BATARA.INFO, Jakarta – Anggota Komisi III DPR RI, Abdullah, menegaskan bahwa DPR hanya memiliki kewenangan dalam hal pengawasan dan persetujuan, bukan pada ranah teknis pelaksanaan, khususnya terkait kerja sama pertukaran data pribadi dengan pihak asing.

Pernyataan itu disampaikan Abdullah dalam kapasitasnya sebagai bagian dari tim kuasa DPR RI dalam Sidang Pleno Mahkamah Konstitusi (MK) untuk perkara Nomor 135/PUU-XXIII/2025 dan Nomor 137/PUU-XXIII/2025. Sidang tersebut membahas pengujian materiil Undang-Undang Nomor 27 Tahun 2022 tentang Perlindungan Data Pribadi (PDP) di Kompleks Parlemen, Senayan, Jakarta, Selasa (23/9/2025).

Sorotan Perkara Nomor 137/PUU-XXIII/2025

Menurut Abdullah, perkara Nomor 137/PUU-XXIII/2025 menjadi sorotan penting karena menyangkut perjanjian kerja sama pertukaran data dengan Amerika Serikat. Hingga kini, DPR belum menerima penjelasan teknis detail mengenai skema pelaksanaan kerja sama tersebut.

“Kalau yang menarik sih bagi kita yang Perkara Nomor 137, karena kita belum mengetahui perjanjian detail secara teknis, kerja sama data sama AS. Itu kan satu sisi kita sebagai DPR, tugasnya hanya mengawasi dan menyetujui. Teknisnya seperti apa, makanya nanti kita tambahkan keterangan-keterangan yang memang harus ditambahkan,” ujar Abdullah kepada Parlementaria.

Ia menambahkan, selama belum ada perjanjian teknis yang jelas, DPR hanya akan menjalankan fungsi pengawasan. Jika nantinya terbukti berpotensi mengancam keamanan data pribadi warga negara, DPR akan meminta agar kerja sama tersebut dibatalkan.

“Kalau DPR mengawasi ketika memang tidak aman, kita sampaikan, batalkan. Tugasnya mengawasi saja,” tegasnya.

Perlindungan Hak Privasi di Perkara Nomor 135/PUU-XXIII/2025

Sementara itu, terkait perkara Nomor 135/PUU-XXIII/2025, Abdullah menegaskan pentingnya menjunjung tinggi prinsip perlindungan hak privasi data pribadi. Ia menolak adanya pengecualian penggunaan data tanpa izin, meskipun alasan penggunaannya untuk kepentingan akademik, seni, atau pers.

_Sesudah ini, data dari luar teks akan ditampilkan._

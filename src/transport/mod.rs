//! Pluggable HTTP transports.
//!
//! A [`Transport`] sends one fully built [`reqwest::Request`] and hands back
//! the response. Transports wrap each other to add behaviour, and the client
//! composes them as follows, outermost first:
//!
//! ```text
//! HttpClient (bearer token, retries, per-attempt timeout)
//! └── UserAgentTransport   - stamps User-Agent
//!     └── LoggingTransport - tracing events per exchange
//!         └── base         - ReqwestTransport, or a test double
//! ```
//!
//! The base is replaceable so tests can run the whole stack without a network,
//! see [`crate::testing::ScriptedTransport`].

mod logging;
mod user_agent;

pub use logging::LoggingTransport;
pub use user_agent::{user_agent, UserAgentTransport};

use async_trait::async_trait;
use reqwest::{Request, Response};
use std::sync::Arc;
use std::time::Duration;
use thiserror::Error;

/// Failure of a single request/response exchange.
#[derive(Debug, Error)]
pub enum TransportError {
    /// Error reported by `reqwest`.
    #[error(transparent)]
    Http(#[from] reqwest::Error),

    /// No response within the per-attempt timeout.
    #[error("request timed out after {0:?}")]
    Timeout(Duration),

    /// The connection could not be established.
    #[error("connection failed: {0}")]
    Connection(#[source] Box<dyn std::error::Error + Send + Sync>),
}

impl TransportError {
    /// Whether the request certainly never reached the server.
    pub fn is_connect(&self) -> bool {
        match self {
            TransportError::Http(err) => err.is_connect(),
            TransportError::Connection(_) => true,
            TransportError::Timeout(_) => false,
        }
    }

    /// Whether the exchange timed out.
    pub fn is_timeout(&self) -> bool {
        match self {
            TransportError::Http(err) => err.is_timeout(),
            TransportError::Timeout(_) => true,
            TransportError::Connection(_) => false,
        }
    }
}

/// Sends a request and returns the raw response.
///
/// Implementations must not interpret the status code; that is the caller's
/// job.
#[async_trait]
pub trait Transport: Send + Sync {
    /// Execute one exchange.
    async fn execute(&self, request: Request) -> Result<Response, TransportError>;
}

#[async_trait]
impl<T: Transport + ?Sized> Transport for Arc<T> {
    async fn execute(&self, request: Request) -> Result<Response, TransportError> {
        (**self).execute(request).await
    }
}

#[async_trait]
impl<T: Transport + ?Sized> Transport for Box<T> {
    async fn execute(&self, request: Request) -> Result<Response, TransportError> {
        (**self).execute(request).await
    }
}

/// Default base transport backed by a pooled [`reqwest::Client`].
#[derive(Debug, Clone)]
pub struct ReqwestTransport {
    client: reqwest::Client,
}

impl ReqwestTransport {
    /// Transport with connection pooling tuned for a single API host.
    pub fn new() -> Result<Self, TransportError> {
        let client = reqwest::Client::builder()
            .pool_idle_timeout(Duration::from_secs(90))
            .pool_max_idle_per_host(10)
            .build()?;
        Ok(ReqwestTransport { client })
    }

    /// Reuse an existing client, for custom TLS or proxy settings.
    pub fn from_client(client: reqwest::Client) -> Self {
        ReqwestTransport { client }
    }
}

#[async_trait]
impl Transport for ReqwestTransport {
    async fn execute(&self, request: Request) -> Result<Response, TransportError> {
        Ok(self.client.execute(request).await?)
    }
}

“Kalau yang perkara Nomor 135 sih sudah jelas, apapun itu hak privasi data pribadi, walaupun untuk kepentingan kampus atau kepentingan seni atau kepentingan pers, ya harus izin yang bersangkutan,” tegasnya.

Untuk diketahui, perkara Nomor 135/PUU-XXIII/2025 diajukan untuk menguji ketentuan dalam UU PDP yang dinilai masih membuka celah penggunaan data pribadi tanpa persetujuan pemiliknya. Pemohon menilai aturan tersebut berpotensi melanggar hak konstitusional warga negara atas privasi.

Adapun perkara Nomor 137/PUU-XXIII/2025 berkaitan dengan kerja sama internasional pertukaran data pribadi, khususnya dengan Amerika Serikat. Pemohon menggugat kejelasan mekanisme, perlindungan, dan standar keamanan data dalam perjanjian tersebut. Isu ini semakin relevan mengingat Uni Eropa sebelumnya menolak perjanjian serupa dengan AS karena dinilai belum menjamin perlindungan privasi warganya.

Harapan Putusan MK

Abdullah menutup keterangannya dengan berharap Mahkamah Konstitusi dapat mempertimbangkan seluruh aspek secara adil dalam kedua perkara tersebut.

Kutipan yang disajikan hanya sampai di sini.